More unsettling for Glynn is the thought that this case might give the people of Wisconsin or its legislators a reason to turn against criminal justice reforms. In 2005, the Wisconsin Legislature passed reforms that required videotaped confessions in all juvenile and adult felony cases. It strengthened procedures for retention and testing of biological material, created new rules for eyewitness identification and limited the admissibility of unrecorded statements. These reforms, originally known as “The Avery Law,” are now simply known as Sections 938.195 (2)(a) and 968.073(2) of the Wisconsin Statutes.
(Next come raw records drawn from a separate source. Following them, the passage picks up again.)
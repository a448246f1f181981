//! Load planning for truck shipments.
//!
//! Packs a queue of shipments into a container with a deterministic shelf
//! heuristic, estimates route costs and driver shifts, and merges both into
//! a load report. The `api` module serves all of it over HTTP.

pub mod api;
pub mod config;
pub mod cost;
pub mod fleet;
pub mod geometry;
pub mod model;
pub mod packing;
pub mod planner;
pub mod report;
pub mod route;
pub mod types;
/// Starts the API server.
///
/// Blocks until the server is terminated.
pub async fn start_api_server(config: AppConfig) -> std::io::Result<()> {
    let state = ApiState::from_config(&config);
    let routing = state.routes.describe();
    let app = router(state);
    let api = &config.api;

    let addr = api.socket_addr();
    let listener = tokio::net::TcpListener::bind(addr).await?;

    info!("Server running on http://{}:{}", api.display_host(), api.port());
    if api.binds_to_all_interfaces() {
        info!("Local access: http://localhost:{}", api.port());
    }
    info!("Route provider: {}", routing);
    info!(
        "Endpoints: POST /pack, /pack_stream, /estimate, /plan, /select_truck, /convoy; GET /docs"
    );

    axum::serve(listener, app).await.inspect_err(|err| {
        error!("API server terminated with an error: {err}");
    })
}

/// Handler for POST /pack endpoint.
///
/// Packs the shipments into the container in queue order.
#[utoipa::path(
    post,
    path = "/pack",
    request_body = PackRequest,
    responses(
        (status = 200, description = "Placement for every shipment", body = PlacementResult),
        (
            status = UNPROCESSABLE_ENTITY,
            description = "Invalid request",
            body = ErrorResponse
        )
    ),
    tag = "packing"
)]
async fn handle_pack(
    State(state): State<ApiState>,
    payload: Result<Json<PackRequest>, JsonRejection>,
) -> Response {
    let request = match parse_pack_request(payload, &state.planning) {
        Ok(request) => request,
        Err(response) => return response,
    };

    info!("New pack request: {} shipments", request.shipments.len());
    let result = pack_with_config(&request.container, &request.shipments, request.packing);
    info!(
        "Result: {} placed, {} rejected, over capacity: {}",
        result.placed_count(),
        result.rejected_count(),
        result.over_capacity
    );

    (StatusCode::OK, Json(result)).into_response()
}

/// Handler for POST /pack_stream endpoint (SSE).
///
/// Streams pack events in real-time as Server-Sent Events (text/event-stream).
#[utoipa::path(
    post,
    path = "/pack_stream",
    request_body = PackRequest,
    responses(
        (
            status = 200,
            description = "Streams pack events in real-time",
            content_type = "text/event-stream",
            body = PackEvent
        ),
        (
            status = UNPROCESSABLE_ENTITY,
            description = "Invalid request",
            body = ErrorResponse
        )
    ),
    tag = "packing"
)]
async fn handle_pack_stream(
    State(state): State<ApiState>,
    payload: Result<Json<PackRequest>, JsonRejection>,
) -> Response {
    let request = match parse_pack_request(payload, &state.planning) {
        Ok(request) => request,
        Err(response) => return response,
    };

    let (tx, rx) = mpsc::channel::<String>(32);

    tokio::task::spawn_blocking(move || {
        let mut receiver_open = true;
        pack_with_progress(
            &request.container,
            &request.shipments,
            request.packing,
            |evt| {
                if !receiver_open {
                    return;
                }
                if let Ok(json) = serde_json::to_string(evt) {
                    // Receiver has closed the stream; remaining events are discarded.
                    receiver_open = tx.blocking_send(json).is_ok();
                }
            },
        );
    });

    let stream =
        ReceiverStream::new(rx).map(|msg| Ok::<_, Infallible>(Event::default().data(msg)));
    Sse::new(stream)
        .keep_alive(
            KeepAlive::new()
                .interval(Duration::from_secs(10))
                .text("keep-alive"),
        )
        .into_response()
}

/// Handler for POST /estimate endpoint.
///
/// Estimates cost and shifts for a single route.
#[utoipa::path(
    post,
    path = "/estimate",
    request_body = EstimateRequest,
    responses(
        (status = 200, description = "Cost estimate, rounded to cents", body = CostEstimate),
        (
            status = UNPROCESSABLE_ENTITY,
            description = "Invalid cost configuration",
            body = ErrorResponse
        )
    ),
    tag = "planning"
)]
async fn handle_estimate(
    State(state): State<ApiState>,
    payload: Result<Json<EstimateRequest>, JsonRejection>,
) -> Response {
    let request = match parse_json(payload) {
        Ok(request) => request,
        Err(response) => return response,
    };
    let config = match request.cost.unwrap_or_default().apply(state.settings.cost) {
        Ok(config) => config,
        Err(err) => return err.into_response(),
    };

    let result = estimate(request.distance_miles, request.duration_hours, &config);
    (StatusCode::OK, Json(result.for_presentation())).into_response()
}

/// Handler for POST /plan endpoint.
///
/// Packs the queue, resolves routes through the configured provider and
/// returns the merged load report.
#[utoipa::path(
    post,
    path = "/plan",
    request_body = PlanRequest,
    responses(
        (status = 200, description = "Load report, currency rounded to cents", body = LoadReport),
        (
            status = UNPROCESSABLE_ENTITY,
            description = "Invalid request or cost configuration",
            body = ErrorResponse
        )
    ),
    tag = "planning"
)]
async fn handle_plan(
    State(state): State<ApiState>,
    payload: Result<Json<PlanRequest>, JsonRejection>,
) -> Response {
    let PlanRequest { load, cost } = match parse_json(payload) {
        Ok(request) => request,
        Err(response) => return response,
    };
    let request = match load.into_validated(&state.planning) {
        Ok(request) => request,
        Err(err) => return err.into_response(),
    };
    let cost = match cost.unwrap_or_default().apply(state.settings.cost) {
        Ok(cost) => cost,
        Err(err) => return err.into_response(),
    };

    let settings = PlanSettings {
        packing: request.packing,
        cost,
        ..state.settings
    };
    info!("New plan request: {} shipments", request.shipments.len());
    match plan_load(
        &request.container,
        &request.shipments,
        &settings,
        state.routes.as_ref(),
    )
    .await
    {
        Ok(report) => (StatusCode::OK, Json(report.for_presentation())).into_response(),
        Err(err) => validation_error(err.to_string()),
    }
}

/// Handler for POST /select_truck endpoint.
///
/// Picks the smallest truck that takes every shipment within its payload.
#[utoipa::path(
    post,
    path = "/select_truck",
    request_body = SelectTruckRequest,
    responses(
        (status = 200, description = "Selected truck, or null", body = SelectTruckResponse),
        (
            status = UNPROCESSABLE_ENTITY,
            description = "Invalid request",
            body = ErrorResponse
        )
    ),
    tag = "planning"
)]
async fn handle_select_truck(
    State(state): State<ApiState>,
    payload: Result<Json<SelectTruckRequest>, JsonRejection>,
) -> Response {
    let request = match parse_json(payload) {
        Ok(request) => request,
        Err(response) => return response,
    };
    let fleet = request.fleet.unwrap_or_else(default_fleet);
    if fleet.is_empty() {
        return RequestValidationError::EmptyFleet.into_response();
    }
    let load = PackRequest {
        container: None,
        shipments: request.shipments,
        hazmat_clearance: request.hazmat_clearance,
    };
    let load = match load.into_validated(&state.planning) {
        Ok(load) => load,
        Err(err) => return err.into_response(),
    };

    let selection = select_truck(&fleet, &load.shipments, load.packing);
    info!(
        "Truck selection over {} profiles: {}",
        fleet.len(),
        selection
            .as_ref()
            .map_or("none fits", |selection| selection.truck.name.as_str())
    );
    (StatusCode::OK, Json(SelectTruckResponse { selection })).into_response()
}

/// Handler for POST /convoy endpoint.
///
/// Spreads the queue over several trucks of one profile.
#[utoipa::path(
    post,
    path = "/convoy",
    request_body = ConvoyRequest,
    responses(
        (status = 200, description = "One packing per truck", body = Convoy),
        (
            status = UNPROCESSABLE_ENTITY,
            description = "Invalid request",
            body = ErrorResponse
        )
    ),
    tag = "planning"
)]
async fn handle_convoy(
    State(state): State<ApiState>,
    payload: Result<Json<ConvoyRequest>, JsonRejection>,
) -> Response {
    let request = match parse_json(payload) {
        Ok(request) => request,
        Err(response) => return response,
    };
    if request.max_trucks == 0 {
        return RequestValidationError::InvalidTruckLimit.into_response();
    }
    let truck = request
        .truck
        .unwrap_or_else(|| TruckProfile::new("Default trailer", state.planning.container()));
    let load = PackRequest {
        container: Some(truck.container),
        shipments: request.shipments,
        hazmat_clearance: request.hazmat_clearance,
    };
    let load = match load.into_validated(&state.planning) {
        Ok(load) => load,
        Err(err) => return err.into_response(),
    };

    let convoy = plan_convoy(&truck, &load.shipments, load.packing, request.max_trucks);
    (StatusCode::OK, Json(convoy)).into_response()
}

async fn serve_openapi_json() -> impl IntoResponse {
    Json(openapi_doc())
}

async fn serve_openapi_ui() -> impl IntoResponse {
    Html(SWAGGER_UI_HTML)
}
#[cfg(test)]
mod tests {
    use super::*;
    use crate::geometry::fits;
    use rand::rngs::SmallRng;
    use rand::{Rng, SeedableRng};

    fn trailer() -> Container {
        Container::new(50.0, 8.0, 10.0, 45_000.0).unwrap()
    }

    fn item(id: ShipmentId, dims: (f64, f64, f64), weight: f64) -> Shipment {
        Shipment::new(id, dims, weight).unwrap()
    }

    fn hazmat(id: ShipmentId, dims: (f64, f64, f64)) -> Shipment {
        item(id, dims, 500.0).with_hazmat(true)
    }

    fn segregated(clearance: f64) -> PackingConfig {
        PackingConfig::builder()
            .hazmat_clearance(Some(clearance))
            .build()
    }

    fn random_queue(rng: &mut SmallRng, len: usize) -> Vec<Shipment> {
        (0..len)
            .map(|id| {
                let dims = (
                    rng.random_range(0.5..60.0),
                    rng.random_range(0.5..9.0),
                    rng.random_range(0.5..11.0),
                );
                item(id, dims, rng.random_range(10.0..5_000.0))
                    .with_hazmat(rng.random_bool(0.2))
            })
            .collect()
    }

    #[test]
    fn single_item_placed_at_origin() {
        let result = pack(&trailer(), &[item(1, (10.0, 4.0, 4.0), 3000.0)]);

        assert!(result.is_complete());
        assert_eq!(result.items.len(), 1);
        assert!(result.items[0].fits());
        assert_eq!(result.items[0].position(), Some(Vec3::zero()));
        assert_eq!(result.total_weight, 3000.0);
        assert!(!result.over_capacity);
    }

    #[test]
    fn empty_queue_yields_empty_result() {
        let result = pack(&trailer(), &[]);
        assert!(result.items.is_empty());
        assert!(result.rejected_ids.is_empty());
        assert_eq!(result.total_weight, 0.0);
        assert!(!result.over_capacity);
    }

    #[test]
    fn second_item_wraps_to_next_row() {
        let items = [item(1, (30.0, 3.0, 4.0), 100.0), item(2, (30.0, 4.0, 4.0), 100.0)];
        let result = pack(&trailer(), &items);

        assert_eq!(result.items[0].position(), Some(Vec3::new(0.0, 0.0, 0.0)));
        assert_eq!(result.items[1].position(), Some(Vec3::new(0.0, 3.0, 0.0)));
        assert_eq!(result.items[1].layer(), Some(0));
    }

    #[test]
    fn row_advances_by_widest_item_in_row() {
        let items = [
            item(1, (20.0, 2.0, 1.0), 10.0),
            item(2, (20.0, 5.0, 1.0), 10.0),
            item(3, (20.0, 3.0, 1.0), 10.0),
        ];
        let result = pack(&trailer(), &items);

        assert_eq!(result.items[1].position(), Some(Vec3::new(20.0, 0.0, 0.0)));
        assert_eq!(result.items[2].position(), Some(Vec3::new(0.0, 5.0, 0.0)));
    }

    #[test]
    fn full_rows_wrap_to_next_layer_by_tallest_item() {
        let items = [
            item(1, (30.0, 4.0, 3.0), 10.0),
            item(2, (30.0, 4.0, 5.0), 10.0),
            item(3, (30.0, 4.0, 4.0), 10.0),
        ];
        let result = pack(&trailer(), &items);

        assert_eq!(result.items[1].position(), Some(Vec3::new(0.0, 4.0, 0.0)));
        assert_eq!(result.items[2].position(), Some(Vec3::new(0.0, 0.0, 5.0)));
        assert_eq!(result.items[2].layer(), Some(1));
    }

    #[test]
    fn oversized_item_rejected_without_moving_cursor() {
        let items = [item(1, (60.0, 4.0, 4.0), 100.0), item(2, (10.0, 4.0, 4.0), 100.0)];
        let result = pack(&trailer(), &items);

        assert_eq!(result.rejected_ids, vec![1]);
        assert_eq!(
            result.items[0].rejection(),
            Some(RejectionReason::DimensionsExceedContainer)
        );
        assert_eq!(result.items[1].position(), Some(Vec3::zero()));
        assert_eq!(result.total_weight, 100.0);
    }

    #[test]
    fn item_rejected_when_no_layer_remains() {
        let container = Container::new(10.0, 4.0, 4.0, 1000.0).unwrap();
        let items = [
            item(1, (10.0, 4.0, 3.0), 10.0),
            item(2, (10.0, 4.0, 3.0), 10.0),
            item(3, (10.0, 4.0, 1.0), 10.0),
        ];
        let result = pack(&container, &items);

        assert_eq!(
            result.items[1].rejection(),
            Some(RejectionReason::NoRemainingLayer)
        );
        // The rejected item did not consume the new layer.
        assert_eq!(result.items[2].position(), Some(Vec3::new(0.0, 0.0, 3.0)));
        assert_eq!(result.rejected_ids, vec![2]);
    }

    #[test]
    fn item_taller_than_current_row_slot_still_stays_in_bounds() {
        let container = Container::new(20.0, 8.0, 6.0, 1000.0).unwrap();
        let items = [
            item(1, (10.0, 3.0, 2.0), 10.0),
            item(2, (10.0, 6.0, 2.0), 10.0),
            item(3, (10.0, 6.0, 2.0), 10.0),
        ];
        let result = pack(&container, &items);

        // Row 0 is 6 wide after item 2; item 3 cannot start at y=6 and goes up a layer.
        assert_eq!(result.items[2].position(), Some(Vec3::new(0.0, 0.0, 2.0)));
        for placed in result.items.iter().filter_map(PlacedItem::bounding_box) {
            assert!(fits(&placed, &container));
        }
    }

    #[test]
    fn oversized_tolerance_is_clamped_to_wall_limit() {
        let config = PackingConfig::builder().general_epsilon(0.5).build();
        assert_eq!(config.tolerance(), PackingConfig::MAX_GENERAL_EPSILON);

        let container = trailer();
        let items = [item(1, (40.0, 4.0, 4.0), 100.0), item(2, (10.4, 4.0, 4.0), 100.0)];
        let result = pack_with_config(&container, &items, config);

        // 40 + 10.4 overshoots the wall by far more than the clamped tolerance.
        assert_eq!(result.items[1].position(), Some(Vec3::new(0.0, 4.0, 0.0)));
        for placed in result.items.iter().filter_map(PlacedItem::bounding_box) {
            assert!(fits(&placed, &container), "box {placed:?} leaves the container");
        }
    }

    #[test]
    fn non_finite_tolerance_uses_default() {
        let config = PackingConfig::builder().general_epsilon(f64::NAN).build();
        assert_eq!(config.tolerance(), PackingConfig::DEFAULT_GENERAL_EPSILON);
        let negative = PackingConfig::builder().general_epsilon(-1.0).build();
        assert_eq!(negative.tolerance(), 0.0);
    }

    #[test]
    fn weight_over_capacity_is_reported_not_rejected() {
        let container = Container::new(50.0, 8.0, 10.0, 5_000.0).unwrap();
        let items = [item(1, (10.0, 4.0, 4.0), 3000.0), item(2, (10.0, 4.0, 4.0), 3000.0)];
        let result = pack(&container, &items);

        assert!(result.is_complete());
        assert_eq!(result.total_weight, 6000.0);
        assert!(result.over_capacity);
        assert_eq!(result.weight_headroom(), -1000.0);
    }

    #[test]
    fn capacity_flag_is_strict() {
        let container = Container::new(50.0, 8.0, 10.0, 3_000.0).unwrap();
        let result = pack(&container, &[item(1, (10.0, 4.0, 4.0), 3000.0)]);
        assert!(!result.over_capacity);
    }

    #[test]
    fn cylinders_pack_by_bounding_box() {
        let drum = item(1, (3.0, 3.0, 4.0), 400.0).with_shape(crate::model::Shape::Cylinder);
        let crate_box = item(2, (3.0, 3.0, 4.0), 400.0);
        let result = pack(&trailer(), &[drum, crate_box]);

        assert_eq!(result.items[1].position(), Some(Vec3::new(3.0, 0.0, 0.0)));
    }

    #[test]
    fn segregation_disabled_by_default() {
        let items = [item(1, (10.0, 4.0, 4.0), 100.0), hazmat(2, (10.0, 4.0, 4.0))];
        let result = pack(&trailer(), &items);
        assert!(result.is_complete());
    }

    #[test]
    fn hazmat_next_to_general_cargo_rejected() {
        let items = [
            item(1, (10.0, 4.0, 4.0), 100.0),
            hazmat(2, (10.0, 4.0, 4.0)),
            item(3, (10.0, 4.0, 4.0), 100.0),
        ];
        let result = pack_with_config(&trailer(), &items, segregated(0.0));

        assert_eq!(
            result.items[1].rejection(),
            Some(RejectionReason::HazmatSegregation)
        );
        assert_eq!(result.rejected_ids, vec![2]);
        assert_eq!(result.items[2].position(), Some(Vec3::new(10.0, 0.0, 0.0)));
    }

    #[test]
    fn general_cargo_next_to_hazmat_rejected() {
        let items = [
            hazmat(1, (10.0, 4.0, 4.0)),
            hazmat(2, (10.0, 4.0, 4.0)),
            item(3, (10.0, 4.0, 4.0), 100.0),
        ];
        let result = pack_with_config(&trailer(), &items, segregated(2.0));

        assert_eq!(result.placed_count(), 2);
        assert_eq!(
            result.items[2].rejection(),
            Some(RejectionReason::HazmatSegregation)
        );
    }

    #[test]
    fn hazmat_in_separate_layer_is_allowed() {
        let container = Container::new(10.0, 4.0, 10.0, 1000.0).unwrap();
        let items = [item(1, (10.0, 4.0, 4.0), 100.0), hazmat(2, (10.0, 4.0, 4.0))];
        let result = pack_with_config(&container, &items, segregated(1.0));

        assert!(result.is_complete());
        assert_eq!(result.items[1].position(), Some(Vec3::new(0.0, 0.0, 4.0)));
    }

    #[test]
    fn hazmat_clearance_measured_in_xy() {
        let container = Container::new(20.0, 20.0, 10.0, 1000.0).unwrap();
        let items = [
            item(1, (10.0, 1.0, 1.0), 100.0),
            item(2, (10.0, 6.0, 1.0), 100.0),
            hazmat(3, (8.0, 1.0, 1.0)),
        ];

        // Item 3 opens the second row at y=6: two feet from item 2, five from item 1.
        let loose = pack_with_config(&container, &items, segregated(1.0));
        assert!(loose.is_complete());
        assert_eq!(loose.items[2].position(), Some(Vec3::new(0.0, 6.0, 0.0)));

        let tight = pack_with_config(&container, &items, segregated(3.0));
        assert_eq!(tight.rejected_ids, vec![3]);
    }

    #[test]
    fn progress_events_follow_queue_order() {
        let items = [
            item(1, (10.0, 4.0, 4.0), 100.0),
            item(2, (60.0, 4.0, 4.0), 100.0),
            item(3, (10.0, 4.0, 4.0), 100.0),
        ];
        let mut events = Vec::new();
        let result =
            pack_with_progress(&trailer(), &items, PackingConfig::default(), |evt| {
                events.push(evt.clone())
            });

        assert_eq!(events.len(), 4);
        assert!(matches!(events[0], PackEvent::ItemPlaced { id: 1, .. }));
        assert!(matches!(events[1], PackEvent::ItemRejected { id: 2, .. }));
        assert!(matches!(
            events[2],
            PackEvent::ItemPlaced { id: 3, total_weight, .. } if total_weight == 200.0
        ));
        assert!(matches!(
            events[3],
            PackEvent::Finished { placed: 2, rejected: 1, .. }
        ));
        assert_eq!(result.placed_count(), 2);
    }

    #[test]
    fn randomized_queues_never_overlap_or_leave_container() {
        let container = trailer();
        let mut rng = SmallRng::seed_from_u64(0x5eed);

        for _ in 0..200 {
            let len = rng.random_range(0..40);
            let queue = random_queue(&mut rng, len);
            let config = if rng.random_bool(0.5) {
                segregated(rng.random_range(0.0..2.0))
            } else {
                PackingConfig::default()
            };
            let result = pack_with_config(&container, &queue, config);

            let boxes: Vec<BoundingBox> = result
                .items
                .iter()
                .filter_map(PlacedItem::bounding_box)
                .collect();
            for (i, a) in boxes.iter().enumerate() {
                assert!(fits(a, &container), "box {a:?} leaves the container");
                for b in &boxes[i + 1..] {
                    assert!(!overlaps(a, b), "boxes {a:?} and {b:?} overlap");
                }
            }
        }
    }

    #[test]
    fn randomized_queues_preserve_order_and_report_capacity() {
        let mut rng = SmallRng::seed_from_u64(42);

        for _ in 0..200 {
            let container =
                Container::new(50.0, 8.0, 10.0, rng.random_range(1_000.0..60_000.0)).unwrap();
            let len = rng.random_range(0..30);
            let queue = random_queue(&mut rng, len);
            let result = pack(&container, &queue);

            let ids: Vec<_> = result.items.iter().map(|i| i.shipment_id).collect();
            let expected: Vec<_> = queue.iter().map(|s| s.id).collect();
            assert_eq!(ids, expected);

            let rejected: Vec<_> = result
                .items
                .iter()
                .filter(|i| !i.fits())
                .map(|i| i.shipment_id)
                .collect();
            assert_eq!(result.rejected_ids, rejected);

            let placed_weight: f64 = result
                .items
                .iter()
                .filter(|i| i.fits())
                .map(|i| i.weight)
                .sum();
            assert!((result.total_weight - placed_weight).abs() < 1e-6);
            assert_eq!(
                result.over_capacity,
                result.total_weight > container.max_weight()
            );
        }
    }

    #[test]
    fn randomized_queues_keep_hazmat_segregated() {
        let mut rng = SmallRng::seed_from_u64(0xa2a7);

        for _ in 0..100 {
            let clearance = rng.random_range(0.0..3.0);
            let len = rng.random_range(0..40);
            let queue = random_queue(&mut rng, len);
            let result = pack_with_config(&trailer(), &queue, segregated(clearance));

            let placed: Vec<&PlacedItem> = result.items.iter().filter(|i| i.fits()).collect();
            for (i, a) in placed.iter().enumerate() {
                for b in &placed[i + 1..] {
                    if a.hazmat == b.hazmat || a.layer() != b.layer() {
                        continue;
                    }
                    let (Some(box_a), Some(box_b)) = (a.bounding_box(), b.bounding_box()) else {
                        continue;
                    };
                    assert!(
                        !within_clearance(&box_b, &box_a, clearance),
                        "items {} and {} violate segregation",
                        a.shipment_id,
                        b.shipment_id
                    );
                }
            }
        }
    }

    #[test]
    fn packing_is_deterministic() {
        let mut rng = SmallRng::seed_from_u64(7);
        let queue = random_queue(&mut rng, 50);
        let config = segregated(0.5);

        let first = pack_with_config(&trailer(), &queue, config);
        let second = pack_with_config(&trailer(), &queue, config);
        assert_eq!(first, second);
    }
}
“Steve worked to exonerate Mr. Avery,” says Claude Covelli, a partner with Boardman, Suhr, Curry & Field in Madison, who represented some of the defendants in the Avery civil case. “I think that’s not only the right thing, but the only thing he could have done for Mr. Avery, who was innocent of that crime. It was Steve’s duty to get a civil judgment for his client if he could, and he did. He’s a strong advocate but he’s a pleasure to work with. That’s not as common as one would hope.”

“If I was in trouble, I’d go to Steve,” says Assistant U.S. Attorney Dan Graber, who serves the Western District of Wisconsin in Madison. “Criminal defense attorneys have a special role. You have clients who don’t trust you and a public perception that you’re trying to get bad guys off. He’s actually hard to counter from the government side because he’s so believable. He’s thought about everything.”

We’ve talked war stories for hours, barely noticing the passage of time, and Glynn’s office has closed for the day. When the phone rings, he is the only one left in the office to answer it. A case is about to settle, or not, and a minor round of to-and-fro ensues. He is determined to get the best deal for his client, but if not today, then another day. “Peace,” he says, and hangs up the phone.